(Data entries)
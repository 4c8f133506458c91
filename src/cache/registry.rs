//! Process-wide cache registry.
//!
//! Holds the per-type key-builder table and the watch subscriptions that
//! bind entity lifecycle events to invalidation handlers. One registry is
//! created at startup and passed explicitly to every component that needs it.
//!
//! A watch may name a type that has not been defined yet. Such a
//! subscription waits in a pending table keyed by the lowercased type name
//! and is bound when [`CacheRegistry::define_type`] announces the type.

use std::collections::{HashMap, HashSet};
use std::sync::{Arc, RwLock};

use tracing::{debug, info};

use super::events::{EpochCounter, EventKind, LifecycleEvent};
use super::keys::CacheKey;
use super::lock::{rw_read, rw_write};
use crate::store::Record;

const SOURCE: &str = "cache::registry";

/// Builds the cache key for a non-identifier filter value.
pub type KeyBuilder = Arc<dyn Fn(&str) -> CacheKey + Send + Sync>;

/// Invalidation handler invoked for each dispatched event.
pub type WatchHandler = Arc<dyn Fn(&LifecycleEvent) + Send + Sync>;

#[derive(Clone)]
struct Subscription {
    label: String,
    handler: WatchHandler,
}

#[derive(Default)]
struct WatchTable {
    defined: HashSet<String>,
    bound: HashMap<String, Vec<Subscription>>,
    pending: HashMap<String, Vec<Subscription>>,
}

impl WatchTable {
    fn attach(subscriptions: &mut Vec<Subscription>, subscription: Subscription) {
        match subscriptions
            .iter_mut()
            .find(|existing| existing.label == subscription.label)
        {
            Some(existing) => *existing = subscription,
            None => subscriptions.push(subscription),
        }
    }
}

/// Key builders and watch subscriptions.
pub struct CacheRegistry {
    key_builders: RwLock<HashMap<(String, String), KeyBuilder>>,
    watches: RwLock<WatchTable>,
    epochs: EpochCounter,
}

impl CacheRegistry {
    pub fn new() -> Self {
        Self {
            key_builders: RwLock::new(HashMap::new()),
            watches: RwLock::new(WatchTable::default()),
            epochs: EpochCounter::new(),
        }
    }

    /// Make `field` lookups on `type_name` cacheable.
    pub fn register_key_builder<F>(&self, type_name: &str, field: &str, builder: F)
    where
        F: Fn(&str) -> CacheKey + Send + Sync + 'static,
    {
        debug!(entity_type = type_name, field, "Registering cache key builder");
        rw_write(&self.key_builders, SOURCE, "register_key_builder")
            .insert((type_name.to_string(), field.to_string()), Arc::new(builder));
    }

    pub fn key_builder(&self, type_name: &str, field: &str) -> Option<KeyBuilder> {
        rw_read(&self.key_builders, SOURCE, "key_builder")
            .get(&(type_name.to_string(), field.to_string()))
            .cloned()
    }

    /// Fields of `type_name` that have a registered key builder.
    pub fn keyed_fields(&self, type_name: &str) -> Vec<String> {
        let mut fields: Vec<String> = rw_read(&self.key_builders, SOURCE, "keyed_fields")
            .keys()
            .filter(|(owner, _)| owner == type_name)
            .map(|(_, field)| field.clone())
            .collect();
        fields.sort();
        fields
    }

    /// Announce that `type_name` exists, binding any pending watches on it.
    ///
    /// Returns the number of subscriptions that moved from pending to bound.
    pub fn define_type(&self, type_name: &str) -> usize {
        let name = normalize(type_name);
        if rw_read(&self.watches, SOURCE, "define_type.check")
            .defined
            .contains(&name)
        {
            return 0;
        }

        let mut table = rw_write(&self.watches, SOURCE, "define_type");
        if !table.defined.insert(name.clone()) {
            return 0;
        }
        let pending = table.pending.remove(&name).unwrap_or_default();
        let resolved = pending.len();
        let bound = table.bound.entry(name).or_default();
        for subscription in pending {
            WatchTable::attach(bound, subscription);
        }
        if resolved > 0 {
            info!(
                entity_type = type_name,
                resolved, "Bound forward-referenced watches"
            );
        }
        resolved
    }

    pub fn is_defined(&self, type_name: &str) -> bool {
        rw_read(&self.watches, SOURCE, "is_defined")
            .defined
            .contains(&normalize(type_name))
    }

    /// Subscribe `handler` to lifecycle events of the type named `type_name`.
    ///
    /// Names are matched case-insensitively. If the type is not defined yet
    /// the subscription is held until it is. Subscribing the same `label`
    /// twice replaces the earlier handler.
    pub fn watch<F>(&self, type_name: &str, label: impl Into<String>, handler: F)
    where
        F: Fn(&LifecycleEvent) + Send + Sync + 'static,
    {
        let name = normalize(type_name);
        let subscription = Subscription {
            label: label.into(),
            handler: Arc::new(handler),
        };
        let mut table = rw_write(&self.watches, SOURCE, "watch");
        let defined = table.defined.contains(&name);
        debug!(
            entity_type = type_name,
            label = %subscription.label,
            pending = !defined,
            "Registering watch"
        );
        let target = if defined {
            table.bound.entry(name).or_default()
        } else {
            table.pending.entry(name).or_default()
        };
        WatchTable::attach(target, subscription);
    }

    /// Subscribe to a type that is known at compile time; binds immediately.
    pub fn watch_type<W, F>(&self, label: impl Into<String>, handler: F)
    where
        W: Record,
        F: Fn(&LifecycleEvent) + Send + Sync + 'static,
    {
        self.define_type(W::TYPE_NAME);
        self.watch(W::TYPE_NAME, label, handler);
    }

    /// Dispatch a lifecycle event for `instance` to every bound watch on its
    /// type. Handlers run on the calling thread after the table lock is
    /// released. Returns the number of handlers invoked.
    pub fn publish<E: Record>(&self, kind: EventKind, instance: &E, raw: bool) -> usize {
        self.define_type(E::TYPE_NAME);
        let event = LifecycleEvent::new(kind, instance, self.epochs.next()).with_raw(raw);

        let handlers: Vec<WatchHandler> = rw_read(&self.watches, SOURCE, "publish")
            .bound
            .get(&normalize(E::TYPE_NAME))
            .map(|subscriptions| {
                subscriptions
                    .iter()
                    .map(|subscription| subscription.handler.clone())
                    .collect()
            })
            .unwrap_or_default();

        info!(
            event_id = %event.id,
            event_epoch = event.epoch,
            event_kind = kind.as_str(),
            entity_type = E::TYPE_NAME,
            raw,
            subscribers = handlers.len(),
            "Dispatching lifecycle event"
        );

        for handler in &handlers {
            handler(&event);
        }
        handlers.len()
    }

    /// Bound subscriptions on `type_name`.
    pub fn subscription_count(&self, type_name: &str) -> usize {
        rw_read(&self.watches, SOURCE, "subscription_count")
            .bound
            .get(&normalize(type_name))
            .map_or(0, Vec::len)
    }

    /// Subscriptions still waiting for `type_name` to be defined.
    pub fn pending_count(&self, type_name: &str) -> usize {
        rw_read(&self.watches, SOURCE, "pending_count")
            .pending
            .get(&normalize(type_name))
            .map_or(0, Vec::len)
    }
}

impl Default for CacheRegistry {
    fn default() -> Self {
        Self::new()
    }
}

fn normalize(type_name: &str) -> String {
    type_name.to_ascii_lowercase()
}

(YOUR ASSIGNMENT): Wherever the word "super" appears in a line of the data, copy that line.

(SOLUTION FOR THIS PROBLEM):
use super::events::{EpochCounter, EventKind, LifecycleEvent};
use super::keys::CacheKey;
use super::lock::{rw_read, rw_write};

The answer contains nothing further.